» Work task
Would you please retype, exactly, the lines of the listing below between the line with "state.users.delete_user(id).await?;" and the line with "pub struct JwtKeys", inclusive?

» Dataset extract
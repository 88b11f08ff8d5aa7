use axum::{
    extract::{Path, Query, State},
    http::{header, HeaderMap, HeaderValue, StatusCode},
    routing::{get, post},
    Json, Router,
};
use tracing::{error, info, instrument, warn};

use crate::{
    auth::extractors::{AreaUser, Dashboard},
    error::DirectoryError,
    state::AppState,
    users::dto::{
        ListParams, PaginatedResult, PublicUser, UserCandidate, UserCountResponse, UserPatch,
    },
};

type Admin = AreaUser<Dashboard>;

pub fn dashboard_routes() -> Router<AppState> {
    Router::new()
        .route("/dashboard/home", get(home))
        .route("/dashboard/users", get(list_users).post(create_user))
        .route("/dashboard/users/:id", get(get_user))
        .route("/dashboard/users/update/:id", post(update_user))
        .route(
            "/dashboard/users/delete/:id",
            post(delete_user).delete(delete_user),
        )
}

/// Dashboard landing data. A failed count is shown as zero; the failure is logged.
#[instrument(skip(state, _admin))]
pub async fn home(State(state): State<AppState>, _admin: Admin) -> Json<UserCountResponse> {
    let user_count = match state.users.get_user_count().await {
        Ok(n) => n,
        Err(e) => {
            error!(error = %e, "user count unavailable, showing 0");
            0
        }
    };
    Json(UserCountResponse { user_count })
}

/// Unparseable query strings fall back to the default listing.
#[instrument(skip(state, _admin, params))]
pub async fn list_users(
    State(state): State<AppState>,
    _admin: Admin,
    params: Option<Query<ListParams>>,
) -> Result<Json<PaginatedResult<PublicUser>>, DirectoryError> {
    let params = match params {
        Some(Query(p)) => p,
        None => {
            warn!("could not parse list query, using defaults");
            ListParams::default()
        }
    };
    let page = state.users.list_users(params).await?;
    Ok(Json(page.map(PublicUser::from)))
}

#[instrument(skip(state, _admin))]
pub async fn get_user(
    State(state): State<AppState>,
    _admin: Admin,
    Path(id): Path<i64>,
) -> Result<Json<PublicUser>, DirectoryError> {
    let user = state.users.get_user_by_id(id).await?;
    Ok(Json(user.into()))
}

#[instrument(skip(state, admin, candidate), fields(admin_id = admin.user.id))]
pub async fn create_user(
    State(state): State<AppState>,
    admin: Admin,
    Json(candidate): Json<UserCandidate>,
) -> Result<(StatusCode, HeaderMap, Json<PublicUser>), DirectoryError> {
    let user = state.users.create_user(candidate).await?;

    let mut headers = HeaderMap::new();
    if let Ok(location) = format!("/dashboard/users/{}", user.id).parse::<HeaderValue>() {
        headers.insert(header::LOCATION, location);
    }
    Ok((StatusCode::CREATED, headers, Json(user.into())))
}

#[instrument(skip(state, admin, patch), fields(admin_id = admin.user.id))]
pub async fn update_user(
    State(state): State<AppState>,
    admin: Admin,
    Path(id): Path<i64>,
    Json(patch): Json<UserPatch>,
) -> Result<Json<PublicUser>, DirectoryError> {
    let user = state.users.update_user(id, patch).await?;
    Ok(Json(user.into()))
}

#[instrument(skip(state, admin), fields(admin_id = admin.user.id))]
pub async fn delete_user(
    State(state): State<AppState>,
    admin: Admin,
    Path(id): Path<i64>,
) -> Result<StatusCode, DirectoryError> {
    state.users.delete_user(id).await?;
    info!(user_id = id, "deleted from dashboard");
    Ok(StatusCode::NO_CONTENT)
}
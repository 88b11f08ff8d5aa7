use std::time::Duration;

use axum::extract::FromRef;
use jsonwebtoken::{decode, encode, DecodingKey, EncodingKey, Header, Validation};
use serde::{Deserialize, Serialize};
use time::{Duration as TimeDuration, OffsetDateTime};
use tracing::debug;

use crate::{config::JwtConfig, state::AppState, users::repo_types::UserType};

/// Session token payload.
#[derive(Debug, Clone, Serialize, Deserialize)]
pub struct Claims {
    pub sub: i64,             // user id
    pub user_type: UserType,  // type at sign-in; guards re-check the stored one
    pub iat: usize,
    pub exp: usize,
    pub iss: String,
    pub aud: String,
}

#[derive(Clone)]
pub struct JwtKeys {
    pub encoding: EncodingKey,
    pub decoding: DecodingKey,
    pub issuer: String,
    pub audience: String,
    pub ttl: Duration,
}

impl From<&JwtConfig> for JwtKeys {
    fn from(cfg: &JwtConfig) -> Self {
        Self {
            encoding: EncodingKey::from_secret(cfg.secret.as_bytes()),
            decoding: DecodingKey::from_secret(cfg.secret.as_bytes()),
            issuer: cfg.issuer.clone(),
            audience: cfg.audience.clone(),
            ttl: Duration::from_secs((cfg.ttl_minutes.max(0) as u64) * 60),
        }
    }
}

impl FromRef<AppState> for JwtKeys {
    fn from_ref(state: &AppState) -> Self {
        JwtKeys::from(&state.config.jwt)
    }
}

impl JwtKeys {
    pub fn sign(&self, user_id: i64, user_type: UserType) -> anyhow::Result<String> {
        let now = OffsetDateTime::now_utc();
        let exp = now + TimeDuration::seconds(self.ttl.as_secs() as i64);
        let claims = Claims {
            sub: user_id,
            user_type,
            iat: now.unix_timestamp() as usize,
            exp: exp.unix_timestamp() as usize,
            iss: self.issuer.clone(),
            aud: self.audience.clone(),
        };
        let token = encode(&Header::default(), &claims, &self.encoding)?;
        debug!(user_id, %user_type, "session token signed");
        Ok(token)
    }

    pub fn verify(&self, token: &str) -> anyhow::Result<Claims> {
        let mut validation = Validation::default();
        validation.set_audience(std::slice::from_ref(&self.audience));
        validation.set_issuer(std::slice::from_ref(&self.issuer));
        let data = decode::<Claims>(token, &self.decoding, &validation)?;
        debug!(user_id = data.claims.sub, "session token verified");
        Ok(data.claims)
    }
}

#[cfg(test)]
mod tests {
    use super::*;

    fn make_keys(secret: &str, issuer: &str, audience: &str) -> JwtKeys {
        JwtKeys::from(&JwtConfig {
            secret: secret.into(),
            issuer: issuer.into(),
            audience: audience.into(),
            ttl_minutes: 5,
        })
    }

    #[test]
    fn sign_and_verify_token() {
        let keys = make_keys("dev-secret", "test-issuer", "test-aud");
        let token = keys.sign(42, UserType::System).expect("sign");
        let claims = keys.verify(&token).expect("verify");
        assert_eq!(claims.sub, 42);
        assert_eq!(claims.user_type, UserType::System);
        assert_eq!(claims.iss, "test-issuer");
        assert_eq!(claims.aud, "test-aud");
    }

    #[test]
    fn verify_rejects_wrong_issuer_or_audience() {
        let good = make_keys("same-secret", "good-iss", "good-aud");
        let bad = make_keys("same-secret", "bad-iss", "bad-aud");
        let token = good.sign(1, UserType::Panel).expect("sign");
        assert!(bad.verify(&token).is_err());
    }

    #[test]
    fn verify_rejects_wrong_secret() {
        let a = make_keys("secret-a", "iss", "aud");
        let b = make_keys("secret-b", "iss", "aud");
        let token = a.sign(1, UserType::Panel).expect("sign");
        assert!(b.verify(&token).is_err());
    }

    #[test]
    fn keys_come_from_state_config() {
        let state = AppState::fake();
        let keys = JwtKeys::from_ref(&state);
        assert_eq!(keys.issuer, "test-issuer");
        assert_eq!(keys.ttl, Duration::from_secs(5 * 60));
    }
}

* * *

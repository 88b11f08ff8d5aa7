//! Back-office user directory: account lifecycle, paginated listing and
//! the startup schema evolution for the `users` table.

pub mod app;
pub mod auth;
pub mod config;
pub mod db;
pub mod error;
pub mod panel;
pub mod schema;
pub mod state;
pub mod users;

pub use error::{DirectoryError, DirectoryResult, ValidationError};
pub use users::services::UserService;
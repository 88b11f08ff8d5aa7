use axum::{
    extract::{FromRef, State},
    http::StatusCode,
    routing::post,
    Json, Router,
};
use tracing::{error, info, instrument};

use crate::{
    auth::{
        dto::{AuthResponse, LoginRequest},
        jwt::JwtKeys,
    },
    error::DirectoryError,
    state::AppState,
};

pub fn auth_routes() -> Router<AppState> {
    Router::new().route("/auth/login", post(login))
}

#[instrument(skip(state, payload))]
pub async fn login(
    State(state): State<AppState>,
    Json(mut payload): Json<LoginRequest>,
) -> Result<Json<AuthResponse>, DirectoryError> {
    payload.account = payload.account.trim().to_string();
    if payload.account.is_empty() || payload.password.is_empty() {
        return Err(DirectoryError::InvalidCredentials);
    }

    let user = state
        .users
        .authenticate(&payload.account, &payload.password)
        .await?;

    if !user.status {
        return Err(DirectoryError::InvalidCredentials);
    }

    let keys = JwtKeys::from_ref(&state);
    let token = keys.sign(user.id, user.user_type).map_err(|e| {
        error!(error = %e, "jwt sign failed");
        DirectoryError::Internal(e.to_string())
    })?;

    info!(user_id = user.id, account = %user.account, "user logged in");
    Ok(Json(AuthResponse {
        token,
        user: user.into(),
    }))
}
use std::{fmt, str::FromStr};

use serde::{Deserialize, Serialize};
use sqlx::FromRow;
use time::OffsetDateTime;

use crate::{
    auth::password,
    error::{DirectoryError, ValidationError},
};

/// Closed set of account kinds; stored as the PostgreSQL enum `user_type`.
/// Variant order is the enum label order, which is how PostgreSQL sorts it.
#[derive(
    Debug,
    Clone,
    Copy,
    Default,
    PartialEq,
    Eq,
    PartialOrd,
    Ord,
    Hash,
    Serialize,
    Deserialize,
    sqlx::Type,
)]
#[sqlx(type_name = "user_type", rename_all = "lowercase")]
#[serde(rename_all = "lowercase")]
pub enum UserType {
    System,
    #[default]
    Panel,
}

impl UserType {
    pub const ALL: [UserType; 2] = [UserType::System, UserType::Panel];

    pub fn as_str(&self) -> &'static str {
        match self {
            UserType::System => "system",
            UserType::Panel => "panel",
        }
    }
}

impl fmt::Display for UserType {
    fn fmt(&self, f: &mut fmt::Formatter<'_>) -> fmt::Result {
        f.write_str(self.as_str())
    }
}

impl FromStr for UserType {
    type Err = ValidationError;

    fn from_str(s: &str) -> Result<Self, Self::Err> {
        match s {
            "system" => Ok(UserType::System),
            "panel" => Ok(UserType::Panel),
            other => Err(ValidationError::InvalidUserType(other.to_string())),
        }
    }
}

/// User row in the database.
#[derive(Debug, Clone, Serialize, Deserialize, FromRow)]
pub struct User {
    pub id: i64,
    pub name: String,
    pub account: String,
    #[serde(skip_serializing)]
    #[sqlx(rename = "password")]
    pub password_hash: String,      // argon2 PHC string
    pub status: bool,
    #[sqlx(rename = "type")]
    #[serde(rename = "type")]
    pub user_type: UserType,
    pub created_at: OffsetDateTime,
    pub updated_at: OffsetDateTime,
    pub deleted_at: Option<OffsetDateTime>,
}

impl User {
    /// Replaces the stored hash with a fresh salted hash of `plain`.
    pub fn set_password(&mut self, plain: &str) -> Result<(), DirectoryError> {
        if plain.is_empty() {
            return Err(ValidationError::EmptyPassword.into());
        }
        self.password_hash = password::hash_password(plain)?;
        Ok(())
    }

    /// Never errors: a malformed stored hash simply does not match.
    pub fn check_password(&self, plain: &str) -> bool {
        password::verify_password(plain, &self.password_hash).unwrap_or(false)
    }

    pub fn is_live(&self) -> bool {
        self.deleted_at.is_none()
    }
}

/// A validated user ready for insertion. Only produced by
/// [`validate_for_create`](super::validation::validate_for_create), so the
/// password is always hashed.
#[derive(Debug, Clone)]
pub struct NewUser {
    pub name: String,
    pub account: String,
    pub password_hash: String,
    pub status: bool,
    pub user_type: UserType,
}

---

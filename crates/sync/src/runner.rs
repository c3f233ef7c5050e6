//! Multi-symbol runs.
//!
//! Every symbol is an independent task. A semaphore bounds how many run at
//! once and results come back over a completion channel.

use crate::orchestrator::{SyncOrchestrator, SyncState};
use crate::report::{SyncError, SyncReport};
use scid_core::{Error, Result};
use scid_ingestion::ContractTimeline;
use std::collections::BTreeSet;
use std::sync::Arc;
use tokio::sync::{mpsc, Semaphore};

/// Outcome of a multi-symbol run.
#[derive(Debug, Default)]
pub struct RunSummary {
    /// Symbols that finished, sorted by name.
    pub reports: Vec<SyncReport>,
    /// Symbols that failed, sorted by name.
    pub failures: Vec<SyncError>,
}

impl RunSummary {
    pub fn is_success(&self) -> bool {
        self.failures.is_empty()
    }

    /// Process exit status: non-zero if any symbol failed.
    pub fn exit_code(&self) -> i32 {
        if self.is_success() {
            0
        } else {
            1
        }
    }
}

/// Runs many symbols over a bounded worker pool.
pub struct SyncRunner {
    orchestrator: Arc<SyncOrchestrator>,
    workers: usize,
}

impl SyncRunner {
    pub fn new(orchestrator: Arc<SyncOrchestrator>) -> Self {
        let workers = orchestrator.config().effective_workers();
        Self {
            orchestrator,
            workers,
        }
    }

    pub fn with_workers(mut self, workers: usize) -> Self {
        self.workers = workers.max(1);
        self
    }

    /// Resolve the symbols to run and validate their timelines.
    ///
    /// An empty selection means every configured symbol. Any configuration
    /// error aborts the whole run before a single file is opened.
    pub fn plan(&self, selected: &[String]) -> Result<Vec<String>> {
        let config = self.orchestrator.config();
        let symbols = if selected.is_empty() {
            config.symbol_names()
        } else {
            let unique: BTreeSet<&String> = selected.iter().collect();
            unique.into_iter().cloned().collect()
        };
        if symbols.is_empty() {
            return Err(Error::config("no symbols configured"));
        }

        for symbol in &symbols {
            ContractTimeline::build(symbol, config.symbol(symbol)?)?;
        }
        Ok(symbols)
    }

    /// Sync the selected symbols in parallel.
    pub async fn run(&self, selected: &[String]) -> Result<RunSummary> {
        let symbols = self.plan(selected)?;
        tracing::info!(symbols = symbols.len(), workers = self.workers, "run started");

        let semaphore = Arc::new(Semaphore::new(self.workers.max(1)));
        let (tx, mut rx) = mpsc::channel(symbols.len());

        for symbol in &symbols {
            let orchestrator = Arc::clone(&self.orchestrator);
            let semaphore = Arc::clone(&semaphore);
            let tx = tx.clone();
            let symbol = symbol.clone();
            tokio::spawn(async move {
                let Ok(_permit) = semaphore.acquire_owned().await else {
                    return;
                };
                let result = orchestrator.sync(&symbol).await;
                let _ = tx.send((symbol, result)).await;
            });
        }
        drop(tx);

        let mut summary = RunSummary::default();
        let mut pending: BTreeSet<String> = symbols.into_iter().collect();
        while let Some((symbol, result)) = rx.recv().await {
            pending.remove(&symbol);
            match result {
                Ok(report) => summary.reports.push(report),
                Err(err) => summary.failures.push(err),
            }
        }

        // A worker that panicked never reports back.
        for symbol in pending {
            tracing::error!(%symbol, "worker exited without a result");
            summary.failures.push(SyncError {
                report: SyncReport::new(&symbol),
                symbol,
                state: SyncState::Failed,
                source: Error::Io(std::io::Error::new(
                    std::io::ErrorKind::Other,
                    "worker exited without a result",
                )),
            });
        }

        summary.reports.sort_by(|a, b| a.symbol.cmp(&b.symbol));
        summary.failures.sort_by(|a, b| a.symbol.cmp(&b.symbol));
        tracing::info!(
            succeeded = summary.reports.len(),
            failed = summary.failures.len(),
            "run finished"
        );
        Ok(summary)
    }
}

» Reply
    state.users.delete_user(id).await?;
    info!(user_id = id, "deleted from dashboard");
    Ok(StatusCode::NO_CONTENT)
}
repository 88b11f08ff8d5aa7
use std::time::Duration;

use axum::extract::FromRef;
use jsonwebtoken::{decode, encode, DecodingKey, EncodingKey, Header, Validation};
use serde::{Deserialize, Serialize};
use time::{Duration as TimeDuration, OffsetDateTime};
use tracing::debug;

use crate::{config::JwtConfig, state::AppState, users::repo_types::UserType};

/// Session token payload.
#[derive(Debug, Clone, Serialize, Deserialize)]
pub struct Claims {
    pub sub: i64,             // user id
    pub user_type: UserType,  // type at sign-in; guards re-check the stored one
    pub iat: usize,
    pub exp: usize,
    pub iss: String,
    pub aud: String,
}

#[derive(Clone)]
pub struct JwtKeys {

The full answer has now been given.